Blog Post

Bankruptcy won't shield debtor from Court's contempt powers

April 22, 2015

 

By: Andrew Parley, Constanza Pauchulo

A fundamental purpose of the Bankruptcy and Insolvency Act, R.S.C. 1985, c. B-3 (the "Act") is the financial rehabilitation of the "honest but unfortunate" debtor. One way that this purpose is achieved is through the automatic stay of proceedings granted under section 69(1)(a) of the Act.

This provision protects bankrupts from having to defend against multiple proceedings brought by creditors:

[…] no creditor has any remedy against the insolvent person or the insolvent person's property, or shall commence or continue any action, execution or other proceedings, for the recovery of a claim provable in bankruptcy […].

This stay of proceedings does not, however, preclude the Court from enforcing its judgments and orders.  The BIA provides no protection from the contempt powers of the Court.

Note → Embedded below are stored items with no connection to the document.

//! Login streak tracking
//!
//! A streak counts consecutive calendar days with at least one visit.

use chrono::NaiveDate;

/// Result of comparing today's date with the last recorded visit
#[derive(Debug, Clone, Copy, PartialEq, Eq)]
pub enum StreakChange {
    /// Already visited today (or the clock moved backwards)
    SameDay,
    /// Visited yesterday, streak grows to the given count
    Extended(u32),
    /// First visit ever, or a gap of more than one day
    Restarted,
}

impl StreakChange {
    /// Evaluate the streak rule for a visit on `today`.
    pub fn evaluate(last_active: Option<NaiveDate>, today: NaiveDate, current: u32) -> Self {
        let Some(last) = last_active else {
            return Self::Restarted;
        };

        match (today - last).num_days() {
            days if days <= 0 => Self::SameDay,
            1 => Self::Extended(current.saturating_add(1)),
            _ => Self::Restarted,
        }
    }

    /// Streak length after applying this change
    pub fn new_streak(&self, current: u32) -> u32 {
        match self {
            Self::SameDay => current,
            Self::Extended(count) => *count,
            Self::Restarted => 1,
        }
    }

    /// Whether the calendar day advanced
    pub fn is_new_day(&self) -> bool {
        !matches!(self, Self::SameDay)
    }
}

/// Get a date's YYYY-MM-DD string
pub fn day_string(date: NaiveDate) -> String {
    date.format("%Y-%m-%d").to_string()
}
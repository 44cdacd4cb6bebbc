//! Notifications emitted by state transitions
//!
//! Events are transient: the presentation layer shows them and forgets them.

use serde::Serialize;

use super::badges::Badge;
use super::levels::Level;
use crate::language::Language;

/// A level up event
#[derive(Debug, Clone, PartialEq, Eq)]
pub struct LevelUp {
    pub old_level: u32,
    pub new_level: u32,
}

impl LevelUp {
    pub fn title(&self, lang: Language) -> &'static str {
        Level::get(self.new_level)
            .map(|l| l.title(lang))
            .unwrap_or_default()
    }
}

/// Events that can happen during a transition
#[derive(Debug, Clone)]
pub enum GamificationEvent {
    XpAwarded { amount: u32, reason: String },
    LevelUp(LevelUp),
    BadgeUnlocked(&'static Badge),
    DailyRewardGranted { streak_day: u32, amount: u32 },
    StreakExtended { days: u32 },
}

/// Notification categories, used to pick how long a popup stays visible
#[derive(Debug, Clone, Copy, PartialEq, Eq, Serialize)]
#[serde(rename_all = "snake_case")]
pub enum NotificationKind {
    Xp,
    LevelUp,
    Badge,
    DailyReward,
    Streak,
}

impl GamificationEvent {
    pub fn kind(&self) -> NotificationKind {
        match self {
            Self::XpAwarded { .. } => NotificationKind::Xp,
            Self::LevelUp(_) => NotificationKind::LevelUp,
            Self::BadgeUnlocked(_) => NotificationKind::Badge,
            Self::DailyRewardGranted { .. } => NotificationKind::DailyReward,
            Self::StreakExtended { .. } => NotificationKind::Streak,
        }
    }

    /// Headline events get a popup; XP ticks only update counters
    pub fn is_celebration(&self) -> bool {
        !matches!(self, Self::XpAwarded { .. })
    }
}

/// Result of a daily reward claim
#[derive(Debug, Clone, Copy, PartialEq, Eq, Serialize)]
pub struct DailyRewardClaim {
    pub granted: bool,
    #[serde(skip_serializing_if = "Option::is_none")]
    pub amount: Option<u32>,
}

impl DailyRewardClaim {
    pub fn granted(amount: u32) -> Self {
        Self {
            granted: true,
            amount: Some(amount),
        }
    }

    pub fn already_claimed() -> Self {
        Self {
            granted: false,
            amount: None,
        }
    }
}

/// Result of a badge award attempt
#[derive(Debug, Clone, Copy, PartialEq, Eq)]
pub enum BadgeAward {
    Awarded,
    AlreadyHeld,
    NotFound,
}

impl BadgeAward {
    pub fn is_new(&self) -> bool {
        matches!(self, Self::Awarded)
    }
}
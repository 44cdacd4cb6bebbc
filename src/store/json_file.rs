//! JSON file progress store

use std::path::{Path, PathBuf};

use super::{decode, encode, ProgressStore, StoreError};
use crate::fs_util::write_atomic;
use crate::progress::PlayerProgress;

/// One JSON document per profile on disk
#[derive(Debug, Clone)]
pub struct JsonFileStore {
    path: PathBuf,
}

impl JsonFileStore {
    pub fn new(path: impl Into<PathBuf>) -> Self {
        Self { path: path.into() }
    }

    /// `<dir>/progress-<profile>.json`
    pub fn in_dir(dir: &Path, profile: &str) -> Self {
        Self::new(dir.join(format!("progress-{}.json", profile)))
    }

    pub fn path(&self) -> &Path {
        &self.path
    }
}

impl ProgressStore for JsonFileStore {
    fn load(&self) -> Result<Option<PlayerProgress>, StoreError> {
        if !self.path.exists() {
            return Ok(None);
        }
        let content = std::fs::read_to_string(&self.path)?;
        decode(&content).map(Some)
    }

    fn save(&mut self, progress: &PlayerProgress) -> Result<(), StoreError> {
        let content = encode(progress)?;
        write_atomic(&self.path, content.as_bytes())?;
        Ok(())
    }

    fn clear(&mut self) -> Result<(), StoreError> {
        match std::fs::remove_file(&self.path) {
            Ok(()) => Ok(()),
            Err(e) if e.kind() == std::io::ErrorKind::NotFound => Ok(()),
            Err(e) => Err(e.into()),
        }
    }
}
//! In-memory progress store

use std::collections::HashMap;
use std::sync::{Arc, Mutex, MutexGuard};

use super::{decode, encode, storage_key, ProgressStore, StoreError, DEFAULT_PROFILE};
use crate::progress::PlayerProgress;

#[derive(Debug, Default)]
struct Slots {
    values: HashMap<String, String>,
    unavailable: bool,
}

/// Key-value store kept in memory.
///
/// Records are held in their encoded form, so a load goes through the same
/// parsing as the file backends. Clones share the same slots.
#[derive(Debug, Clone)]
pub struct MemoryStore {
    key: String,
    slots: Arc<Mutex<Slots>>,
}

impl Default for MemoryStore {
    fn default() -> Self {
        Self::new()
    }
}

impl MemoryStore {
    pub fn new() -> Self {
        Self::with_profile(DEFAULT_PROFILE)
    }

    pub fn with_profile(profile: &str) -> Self {
        Self {
            key: storage_key(profile),
            slots: Arc::new(Mutex::new(Slots::default())),
        }
    }

    /// A view of the same slots under another profile
    pub fn for_profile(&self, profile: &str) -> Self {
        Self {
            key: storage_key(profile),
            slots: Arc::clone(&self.slots),
        }
    }

    fn slots(&self) -> MutexGuard<'_, Slots> {
        self.slots.lock().unwrap_or_else(|e| e.into_inner())
    }

    /// The stored document for this profile, if any
    pub fn raw(&self) -> Option<String> {
        self.slots().values.get(&self.key).cloned()
    }

    /// Overwrite the stored document with arbitrary text
    pub fn put_raw(&self, raw: impl Into<String>) {
        let key = self.key.clone();
        self.slots().values.insert(key, raw.into());
    }

    /// Make every operation fail, as a browser with storage disabled would
    pub fn set_unavailable(&self, unavailable: bool) {
        self.slots().unavailable = unavailable;
    }

    fn check_available(&self) -> Result<(), StoreError> {
        if self.slots().unavailable {
            return Err(StoreError::Unavailable("memory store disabled".to_string()));
        }
        Ok(())
    }
}

impl ProgressStore for MemoryStore {
    fn load(&self) -> Result<Option<PlayerProgress>, StoreError> {
        self.check_available()?;
        self.raw().map(|raw| decode(&raw)).transpose()
    }

    fn save(&mut self, progress: &PlayerProgress) -> Result<(), StoreError> {
        self.check_available()?;
        let raw = encode(progress)?;
        self.put_raw(raw);
        Ok(())
    }

    fn clear(&mut self) -> Result<(), StoreError> {
        self.check_available()?;
        let key = self.key.clone();
        self.slots().values.remove(&key);
        Ok(())
    }
}

#[cfg(test)]
mod tests {
    use super::*;

    #[test]
    fn test_empty_store_loads_none() {
        let store = MemoryStore::new();
        assert!(store.load().unwrap().is_none());
    }

    #[test]
    fn test_save_load_clear() {
        let mut store = MemoryStore::new();
        let progress = PlayerProgress {
            experience: 77,
            level: 2,
            ..Default::default()
        };
        store.save(&progress).unwrap();
        assert_eq!(store.load().unwrap(), Some(progress));

        store.clear().unwrap();
        assert!(store.load().unwrap().is_none());
    }

    #[test]
    fn test_profiles_do_not_collide() {
        let mut first = MemoryStore::new();
        let second = first.for_profile("sibling");
        first.save(&PlayerProgress::default()).unwrap();
        assert!(second.load().unwrap().is_none());
    }

    #[test]
    fn test_unavailable_store_errors() {
        let mut store = MemoryStore::new();
        store.set_unavailable(true);
        assert!(matches!(store.load(), Err(StoreError::Unavailable(_))));
        assert!(store.save(&PlayerProgress::default()).is_err());
    }
}
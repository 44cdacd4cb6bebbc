//! Init command implementation

use anyhow::{bail, Result};
use std::path::Path;
use tracing::info;

use kinderxp::config::Config;

/// Write the default configuration to `path`
pub fn init_command(path: &Path, force: bool) -> Result<()> {
    if path.exists() && !force {
        bail!(
            "Config file already exists: {}. Use --force to overwrite.",
            path.display()
        );
    }

    Config::default().save_to_file(path)?;
    info!("Wrote default config to {}", path.display());
    println!("Created {}", path.display());
    Ok(())
}

#[cfg(test)]
mod tests {
    use super::*;
    use tempfile::tempdir;

    #[test]
    fn test_init_refuses_to_overwrite() {
        let dir = tempdir().unwrap();
        let path = dir.path().join("config.toml");

        init_command(&path, false).unwrap();
        assert!(init_command(&path, false).is_err());
        init_command(&path, true).unwrap();

        let config = Config::from_file(&path).unwrap();
        assert_eq!(config.storage.profile, "default");
    }
}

This principle was recently re-affirmed by Justice Harper in Walchuk et. al. v. Houghton et. al., (2015 ONSC 1291).  In this case, the plaintiff had successfully obtained judgment against the defendant.  Following judgment, the defendant failed to attend at an Examination in Aid of Execution.  The plaintiff obtained an Order compelling the defendant to attend for the examination and produce certain documents.  The day before the defendant was to attend at the examination, he filed for bankruptcy and took the position that the Order was automatically stayed by section 69(1)(a) of the Act.  The plaintiff responded by filing a motion for contempt.

In his reasons, Justice Harper confirmed that the remedy of contempt was not provable in bankruptcy and was therefore not captured by section 69(1)(a). Justice Harper further held that the BIA cannot be used as a shield to protect against the Court's powers to enforce its own orders.  The only question to be answered is whether the party in question did or did not comply with a court order.  This question "cannot be caught up in [the party's] choice of the timing of his filing for bankruptcy" or other forms of strategic game-playing.

This decision confirms that the "fresh start" and protections afforded by the Act relate to the relationship between the bankrupt and his or her creditors, not the relationship between the bankrupt and the Court.  In the eyes of the Court, all litigants, whether bankrupt or not, are subject to its authority to coerce certain conduct or punish failure to comply with its orders.